Excerpts from a dataset:

= = = = = = =

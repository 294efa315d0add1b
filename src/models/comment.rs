//! Comment model and related types

use chrono::{DateTime, Utc};
use serde::{Deserialize, Serialize};
use sqlx::FromRow;
use utoipa::ToSchema;
use validator::Validate;

/// Comment model from database
#[derive(Debug, Clone, Serialize, Deserialize, FromRow)]
pub struct Comment {
    pub id: i64,
    pub item_id: i64,
    pub author_id: i64,
    pub text: String,
    pub created: DateTime<Utc>,
}

/// Comment with author name, for display
#[derive(Debug, Clone, Serialize, FromRow, ToSchema)]
pub struct CommentDetails {
    pub id: i64,
    pub text: String,
    pub author_name: String,
    pub created: DateTime<Utc>,
}

/// Create comment request
#[derive(Debug, Clone, Deserialize, Validate, ToSchema)]
pub struct CreateComment {
    #[validate(length(min = 1, message = "text must not be blank"))]
    pub text: String,
}
//! Item management service
//!
//! Item CRUD and search, plus the two read-model concerns that hang off an
//! item: the last/next approved booking window shown to the owner, and
//! comment creation gated by rental eligibility.

use chrono::Utc;
use validator::Validate;

use crate::{
    error::{AppError, AppResult},
    models::{
        booking::BookingWindow,
        comment::{CommentDetails, CreateComment},
        item::{CreateItem, Item, ItemDetails, UpdateItem},
    },
    repository::Repository,
};

#[derive(Clone)]
pub struct ItemsService {
    repository: Repository,
}

impl ItemsService {
    pub fn new(repository: Repository) -> Self {
        Self { repository }
    }

    /// Create a new item. A dangling request reference is tolerated: the
    /// link is dropped rather than failing the creation.
    pub async fn create_item(&self, owner_id: i64, item: CreateItem) -> AppResult<Item> {
        item.validate()
            .map_err(|e| AppError::Validation(e.to_string()))?;
        self.repository.users.get_by_id(owner_id).await?;

        let request_id = match item.request_id {
            Some(id) => match self.repository.requests.get_by_id(id).await {
                Ok(request) => Some(request.id),
                Err(AppError::NotFound(_)) => None,
                Err(e) => return Err(e),
            },
            None => None,
        };

        self.repository.items.create(owner_id, &item, request_id).await
    }

    /// Update an item. Non-owners get NotFound, not Forbidden: the item's
    /// existence is not revealed to them.
    pub async fn update_item(
        &self,
        owner_id: i64,
        item_id: i64,
        patch: UpdateItem,
    ) -> AppResult<Item> {
        patch
            .validate()
            .map_err(|e| AppError::Validation(e.to_string()))?;
        self.repository.users.get_by_id(owner_id).await?;
        let mut item = self.repository.items.get_by_id(item_id).await?;

        if item.owner_id != owner_id {
            return Err(AppError::NotFound(format!(
                "Item with id {} not found",
                item_id
            )));
        }

        patch.apply(&mut item);
        self.repository.items.update(&item).await
    }

    /// Item detail view. The approved-booking window is only revealed to
    /// the owner; comments are visible to everyone.
    pub async fn get_item(&self, viewer_id: i64, item_id: i64) -> AppResult<ItemDetails> {
        let item = self.repository.items.get_by_id(item_id).await?;
        let window = if item.owner_id == viewer_id {
            self.load_window(item_id).await
        } else {
            BookingWindow::default()
        };
        let comments = self.repository.comments.find_by_item(item_id).await?;

        Ok(ItemDetails::new(item, window, comments))
    }

    /// All items of an owner, each with booking window and comments
    pub async fn get_owner_items(&self, owner_id: i64) -> AppResult<Vec<ItemDetails>> {
        self.repository.users.get_by_id(owner_id).await?;
        let items = self.repository.items.find_by_owner(owner_id).await?;

        let mut result = Vec::with_capacity(items.len());
        for item in items {
            let window = self.load_window(item.id).await;
            let comments = self.repository.comments.find_by_item(item.id).await?;
            result.push(ItemDetails::new(item, window, comments));
        }

        Ok(result)
    }

    /// Search available items by text; blank text yields an empty list
    pub async fn search_items(&self, text: &str) -> AppResult<Vec<Item>> {
        if text.trim().is_empty() {
            return Ok(Vec::new());
        }
        self.repository.items.search(text).await
    }

    /// Create a comment. The author must have completed an approved
    /// rental of the item (approved booking that ended in the past).
    pub async fn create_comment(
        &self,
        author_id: i64,
        item_id: i64,
        comment: CreateComment,
    ) -> AppResult<CommentDetails> {
        comment
            .validate()
            .map_err(|e| AppError::Validation(e.to_string()))?;
        let author = self.repository.users.get_by_id(author_id).await?;
        let item = self.repository.items.get_by_id(item_id).await?;

        let now = Utc::now();
        if !self
            .repository
            .bookings
            .has_completed_booking(author_id, item.id, now)
            .await?
        {
            return Err(AppError::Validation(format!(
                "User {} has not completed a rental of item {}",
                author_id, item.id
            )));
        }

        let created = self
            .repository
            .comments
            .create(item.id, author_id, &comment.text, now)
            .await?;

        Ok(CommentDetails {
            id: created.id,
            text: created.text,
            author_name: author.name,
            created: created.created,
        })
    }

    /// Display-only aggregation: a failed window lookup degrades to an
    /// empty window instead of failing the whole view.
    async fn load_window(&self, item_id: i64) -> BookingWindow {
        match self
            .repository
            .bookings
            .booking_window(item_id, Utc::now())
            .await
        {
            Ok(window) => window,
            Err(e) => {
                tracing::warn!(item_id, "Failed to load booking window: {}", e);
                BookingWindow::default()
            }
        }
    }
}
//! Item request service

use validator::Validate;

use crate::{
    error::{AppError, AppResult},
    models::request::{CreateRequest, ItemRequest, RequestDetails},
    repository::Repository,
};

#[derive(Clone)]
pub struct RequestsService {
    repository: Repository,
}

impl RequestsService {
    pub fn new(repository: Repository) -> Self {
        Self { repository }
    }

    /// Create a new item request
    pub async fn create_request(
        &self,
        requester_id: i64,
        request: CreateRequest,
    ) -> AppResult<ItemRequest> {
        request
            .validate()
            .map_err(|e| AppError::Validation(e.to_string()))?;
        self.repository.users.get_by_id(requester_id).await?;
        self.repository
            .requests
            .create(requester_id, &request.description)
            .await
    }

    /// Own requests with their answers, newest first
    pub async fn get_own_requests(&self, requester_id: i64) -> AppResult<Vec<RequestDetails>> {
        self.repository.users.get_by_id(requester_id).await?;
        let requests = self
            .repository
            .requests
            .find_by_requester(requester_id)
            .await?;
        self.with_answers(requests).await
    }

    /// Other users' requests, newest first
    pub async fn get_other_requests(&self, requester_id: i64) -> AppResult<Vec<ItemRequest>> {
        self.repository.users.get_by_id(requester_id).await?;
        self.repository
            .requests
            .find_by_other_requesters(requester_id)
            .await
    }

    /// Request by ID with its answers
    pub async fn get_request(&self, request_id: i64) -> AppResult<RequestDetails> {
        let request = self.repository.requests.get_by_id(request_id).await?;
        let items = self.repository.requests.find_answers(request_id).await?;
        Ok(RequestDetails { request, items })
    }

    async fn with_answers(&self, requests: Vec<ItemRequest>) -> AppResult<Vec<RequestDetails>> {
        let mut result = Vec::with_capacity(requests.len());
        for request in requests {
            let items = self.repository.requests.find_answers(request.id).await?;
            result.push(RequestDetails { request, items });
        }
        Ok(result)
    }
}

= = = = = = =

Task item:
Output all the lines above, matching them word for word.

Exercise result:
repository 294efa315d0add1b
filename src/models/comment.rs
//! Comment model and related types

use chrono::{DateTime, Utc};
use serde::{Deserialize, Serialize};
use sqlx::FromRow;
use utoipa::ToSchema;
use validator::Validate;

/// Comment model from database
#[derive(Debug, Clone, Serialize, Deserialize, FromRow)]
pub struct Comment {
    pub id: i64,
    pub item_id: i64,
    pub author_id: i64,
    pub text: String,
    pub created: DateTime<Utc>,
}

/// Comment with author name, for display
#[derive(Debug, Clone, Serialize, FromRow, ToSchema)]
pub struct CommentDetails {
    pub id: i64,
    pub text: String,
    pub author_name: String,
    pub created: DateTime<Utc>,
}

/// Create comment request
#[derive(Debug, Clone, Deserialize, Validate, ToSchema)]
pub struct CreateComment {
    #[validate(length(min = 1, message = "text must not be blank"))]
    pub text: String,
}
//! Item management service
//!
//! Item CRUD and search, plus the two read-model concerns that hang off an
//! item: the last/next approved booking window shown to the owner, and
//! comment creation gated by rental eligibility.

use chrono::Utc;
use validator::Validate;

use crate::{
    error::{AppError, AppResult},
    models::{
        booking::BookingWindow,
        comment::{CommentDetails, CreateComment},
        item::{CreateItem, Item, ItemDetails, UpdateItem},
    },
    repository::Repository,
};

#[derive(Clone)]
pub struct ItemsService {
    repository: Repository,
}

impl ItemsService {
    pub fn new(repository: Repository) -> Self {
        Self { repository }
    }

    /// Create a new item. A dangling request reference is tolerated: the
    /// link is dropped rather than failing the creation.
    pub async fn create_item(&self, owner_id: i64, item: CreateItem) -> AppResult<Item> {
        item.validate()
            .map_err(|e| AppError::Validation(e.to_string()))?;
        self.repository.users.get_by_id(owner_id).await?;

        let request_id = match item.request_id {
            Some(id) => match self.repository.requests.get_by_id(id).await {
                Ok(request) => Some(request.id),
                Err(AppError::NotFound(_)) => None,
                Err(e) => return Err(e),
            },
            None => None,
        };

        self.repository.items.create(owner_id, &item, request_id).await
    }

    /// Update an item. Non-owners get NotFound, not Forbidden: the item's
    /// existence is not revealed to them.
    pub async fn update_item(
        &self,
        owner_id: i64,
        item_id: i64,
        patch: UpdateItem,
    ) -> AppResult<Item> {
        patch
            .validate()
            .map_err(|e| AppError::Validation(e.to_string()))?;
        self.repository.users.get_by_id(owner_id).await?;
        let mut item = self.repository.items.get_by_id(item_id).await?;

        if item.owner_id != owner_id {
            return Err(AppError::NotFound(format!(
                "Item with id {} not found",
                item_id
            )));
        }

        patch.apply(&mut item);
        self.repository.items.update(&item).await
    }

    /// Item detail view. The approved-booking window is only revealed to
    /// the owner; comments are visible to everyone.
    pub async fn get_item(&self, viewer_id: i64, item_id: i64) -> AppResult<ItemDetails> {
        let item = self.repository.items.get_by_id(item_id).await?;
        let window = if item.owner_id == viewer_id {
            self.load_window(item_id).await
        } else {
            BookingWindow::default()
        };
        let comments = self.repository.comments.find_by_item(item_id).await?;

        Ok(ItemDetails::new(item, window, comments))
    }

    /// All items of an owner, each with booking window and comments
    pub async fn get_owner_items(&self, owner_id: i64) -> AppResult<Vec<ItemDetails>> {
        self.repository.users.get_by_id(owner_id).await?;
        let items = self.repository.items.find_by_owner(owner_id).await?;

        let mut result = Vec::with_capacity(items.len());
        for item in items {
            let window = self.load_window(item.id).await;
            let comments = self.repository.comments.find_by_item(item.id).await?;
            result.push(ItemDetails::new(item, window, comments));
        }

        Ok(result)
    }

    /// Search available items by text; blank text yields an empty list
    pub async fn search_items(&self, text: &str) -> AppResult<Vec<Item>> {
        if text.trim().is_empty() {
            return Ok(Vec::new());
        }
        self.repository.items.search(text).await
    }

    /// Create a comment. The author must have completed an approved
    /// rental of the item (approved booking that ended in the past).
    pub async fn create_comment(
        &self,
        author_id: i64,
        item_id: i64,
        comment: CreateComment,
    ) -> AppResult<CommentDetails> {
        comment
            .validate()
            .map_err(|e| AppError::Validation(e.to_string()))?;
        let author = self.repository.users.get_by_id(author_id).await?;
        let item = self.repository.items.get_by_id(item_id).await?;

        let now = Utc::now();
        if !self
            .repository
            .bookings
            .has_completed_booking(author_id, item.id, now)
            .await?
        {
            return Err(AppError::Validation(format!(
                "User {} has not completed a rental of item {}",
                author_id, item.id
            )));
        }

        let created = self
            .repository
            .comments
            .create(item.id, author_id, &comment.text, now)
            .await?;

        Ok(CommentDetails {
            id: created.id,
            text: created.text,
            author_name: author.name,
            created: created.created,
        })
    }

    /// Display-only aggregation: a failed window lookup degrades to an
    /// empty window instead of failing the whole view.
    async fn load_window(&self, item_id: i64) -> BookingWindow {
        match self
            .repository
            .bookings
            .booking_window(item_id, Utc::now())
            .await
        {
            Ok(window) => window,
            Err(e) => {
                tracing::warn!(item_id, "Failed to load booking window: {}", e);
                BookingWindow::default()
            }
        }
    }
}
//! Item request service

use validator::Validate;

use crate::{
    error::{AppError, AppResult},
    models::request::{CreateRequest, ItemRequest, RequestDetails},
    repository::Repository,
};

#[derive(Clone)]
pub struct RequestsService {
    repository: Repository,
}

impl RequestsService {
    pub fn new(repository: Repository) -> Self {
        Self { repository }
    }

    /// Create a new item request
    pub async fn create_request(
        &self,
        requester_id: i64,
        request: CreateRequest,
    ) -> AppResult<ItemRequest> {
        request
            .validate()
            .map_err(|e| AppError::Validation(e.to_string()))?;
        self.repository.users.get_by_id(requester_id).await?;
        self.repository
            .requests
            .create(requester_id, &request.description)
            .await
    }

    /// Own requests with their answers, newest first
    pub async fn get_own_requests(&self, requester_id: i64) -> AppResult<Vec<RequestDetails>> {
        self.repository.users.get_by_id(requester_id).await?;
        let requests = self
            .repository
            .requests
            .find_by_requester(requester_id)
            .await?;
        self.with_answers(requests).await
    }

    /// Other users' requests, newest first
    pub async fn get_other_requests(&self, requester_id: i64) -> AppResult<Vec<ItemRequest>> {
        self.repository.users.get_by_id(requester_id).await?;
        self.repository
            .requests
            .find_by_other_requesters(requester_id)
            .await
    }

    /// Request by ID with its answers
    pub async fn get_request(&self, request_id: i64) -> AppResult<RequestDetails> {
        let request = self.repository.requests.get_by_id(request_id).await?;
        let items = self.repository.requests.find_answers(request_id).await?;
        Ok(RequestDetails { request, items })
    }

    async fn with_answers(&self, requests: Vec<ItemRequest>) -> AppResult<Vec<RequestDetails>> {
        let mut result = Vec::with_capacity(requests.len());
        for request in requests {
            let items = self.repository.requests.find_answers(request.id).await?;
            result.push(RequestDetails { request, items });
        }
        Ok(result)
    }
}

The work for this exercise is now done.